Careful assessment of patients with features suggestive of median nerve compression is required, as Kong et al. (2023) reported double crush phenomenon in 78% of the limbs affected by median neuropathy attributed to carpal tunnel and LF. Notably, isolated carpal tunnel syndrome and LFS were observed in only 17% and 5% of the affected extremities, respectively [3]. The role of US is currently limited to ruling out solid or cystic masses or identifying static nerve compression [8]. Future studies looking into its capability at diagnosing LFS will add to the diagnostic armamentarium. The limited number of the patients and studies investigating the topic may chip away from the strength of the findings in this paper, however a consensus in the results should prompt hand and peripheral nerve surgeons into the possibility of LFS. Further, future studies should add to the body of evidence with more patients and universal measure of reporting outcomes.

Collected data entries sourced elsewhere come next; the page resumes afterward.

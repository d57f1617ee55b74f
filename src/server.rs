//! HTTP surface of the service.
//!
//! | route | |
//! |---|---|
//! | `GET /` | liveness, `{"message": "Welcome!"}` |
//! | `POST /query` | `{query, chart_type?, user_email?}` → chart object, explanation string or `"No chart data generated."` |
//! | `GET /history?email=..&page=..` | a user's past exchanges, newest first |
//!
//! Failures come back as `{"message": ...}` with a status that tells
//! infrastructure problems apart: 400 for an empty query, 503 when the
//! generative model is unavailable, 504 when the request deadline elapsed,
//! 500 otherwise. A malformed chart is never an HTTP error.
//!
//! A client that disconnects drops its request future, which abandons any
//! pending generation retries.

use std::error::Error;
use std::sync::Arc;

use axum::extract::{Query, State};
use axum::http::StatusCode;
use axum::routing::{get, post};
use axum::{Json, Router};
use serde::{Deserialize, Serialize};
use tracing::{error, info};

use crate::config::RagConfig;
use crate::error::RagError;
use crate::history::{HistoryEntry, HistorySink, SqliteHistory};
use crate::models::HistoryRecord;
use crate::pipeline::{QueryResponse, RetrievalPipeline};

#[derive(Clone)]
pub struct AppState {
    pipeline: Arc<RetrievalPipeline>,
    history: SqliteHistory,
    history_page_size: usize,
}

impl AppState {
    pub fn new(
        pipeline: Arc<RetrievalPipeline>,
        history: SqliteHistory,
        history_page_size: usize,
    ) -> Self {
        Self {
            pipeline,
            history,
            history_page_size: history_page_size.max(1),
        }
    }
}

#[derive(Debug, Deserialize)]
pub struct QueryRequest {
    #[serde(default, alias = "user_query")]
    pub query: String,
    #[serde(default)]
    pub chart_type: Option<String>,
    #[serde(default)]
    pub user_email: Option<String>,
}

#[derive(Debug, Deserialize)]
pub struct HistoryParams {
    #[serde(alias = "user_email")]
    pub email: String,
    /// 0-based page of `history_page_size` entries.
    #[serde(default)]
    pub page: Option<usize>,
    /// Number of entries to skip. Takes precedence over `page`.
    #[serde(default, alias = "page_no")]
    pub offset: Option<usize>,
}

impl HistoryParams {
    /// Row offset to list from, or `None` for the full history.
    pub fn row_offset(&self, page_size: usize) -> Option<usize> {
        self.offset
            .or_else(|| self.page.map(|page| page.saturating_mul(page_size)))
    }
}

#[derive(Debug, Serialize, Deserialize)]
pub struct MessageBody {
    pub message: String,
}

type ApiError = (StatusCode, Json<MessageBody>);

pub fn router(state: AppState) -> Router {
    Router::new()
        .route("/", get(root))
        .route("/query", post(query_handler))
        .route("/history", get(history_handler))
        .with_state(state)
}

/// Build every component from `config` and serve until Ctrl-C.
pub async fn serve(config: &RagConfig, bind: Option<String>) -> Result<(), Box<dyn Error>> {
    let pipeline = Arc::new(RetrievalPipeline::from_config(config)?);
    let history = SqliteHistory::open(config.history_db_url.clone()).await?;
    let app = router(AppState::new(pipeline, history, config.history_page_size));

    let bind = bind.unwrap_or_else(|| config.bind.clone());
    let listener = tokio::net::TcpListener::bind(bind.as_str()).await?;
    info!("ragchart listening on http://{}", listener.local_addr()?);

    axum::serve(listener, app)
        .with_graceful_shutdown(shutdown_signal())
        .await?;
    info!("Server stopped");
    Ok(())
}

async fn shutdown_signal() {
    if let Err(err) = tokio::signal::ctrl_c().await {
        error!("Failed to listen for Ctrl-C: {err}");
        std::future::pending::<()>().await;
    }
    info!("Shutdown requested");
}

async fn root() -> Json<MessageBody> {
    Json(MessageBody {
        message: "Welcome!".to_string(),
    })
}

async fn query_handler(
    State(state): State<AppState>,
    Json(request): Json<QueryRequest>,
) -> Result<Json<QueryResponse>, ApiError> {
    if request.query.trim().is_empty() {
        return Err(api_error(StatusCode::BAD_REQUEST, "Missing user query"));
    }

    let response = state
        .pipeline
        .answer(&request.query, request.chart_type.as_deref())
        .await
        .map_err(|err| {
            error!("Query {:?} failed: {err}", request.query);
            api_error(rag_error_status(&err), err.to_string())
        })?;

    if let Some(user_email) = request.user_email.filter(|e| !e.trim().is_empty()) {
        let stored = response.history_text().map_err(|err| {
            api_error(
                StatusCode::INTERNAL_SERVER_ERROR,
                format!("Failed to store query history: {err}"),
            )
        })?;
        state
            .history
            .record(HistoryEntry {
                user_email,
                user_query: request.query,
                response: stored,
            })
            .await
            .map_err(|err| {
                error!("History write failed: {err}");
                api_error(
                    StatusCode::INTERNAL_SERVER_ERROR,
                    format!("Failed to store query history: {err}"),
                )
            })?;
    }

    Ok(Json(response))
}

async fn history_handler(
    State(state): State<AppState>,
    Query(params): Query<HistoryParams>,
) -> Result<Json<Vec<HistoryRecord>>, ApiError> {
    state
        .history
        .list(
            &params.email,
            params.row_offset(state.history_page_size),
            state.history_page_size,
        )
        .await
        .map(Json)
        .map_err(|err| {
            error!("History read failed: {err}");
            api_error(
                StatusCode::INTERNAL_SERVER_ERROR,
                format!("Failed to retrieve history: {err}"),
            )
        })
}

fn rag_error_status(err: &RagError) -> StatusCode {
    match err {
        RagError::Embedding(_) | RagError::Search(_) => StatusCode::INTERNAL_SERVER_ERROR,
        RagError::GenerationUnavailable { .. } => StatusCode::SERVICE_UNAVAILABLE,
        RagError::DeadlineExceeded(_) => StatusCode::GATEWAY_TIMEOUT,
    }
}

fn api_error(status: StatusCode, message: impl Into<String>) -> ApiError {
    (
        status,
        Json(MessageBody {
            message: message.into(),
        }),
    )
}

Also, future studies should explore the most common presentations in LFS, as the presentation is highly variably and illusive.

Conclusion

Release of the compression exerted over the proximal median nerve by the LF results in the resolution of the weakness, fatiguability, and pain. After thorough clinical assessment and accurate diagnosis, the surgical release can be best done through a small 2-cm incision in the proximal forearm under WALANT protocol, with the results of a successful release manifesting as immediate return of power and function. Percutaneous release under ultrasound guidance is a promising modality of treatment.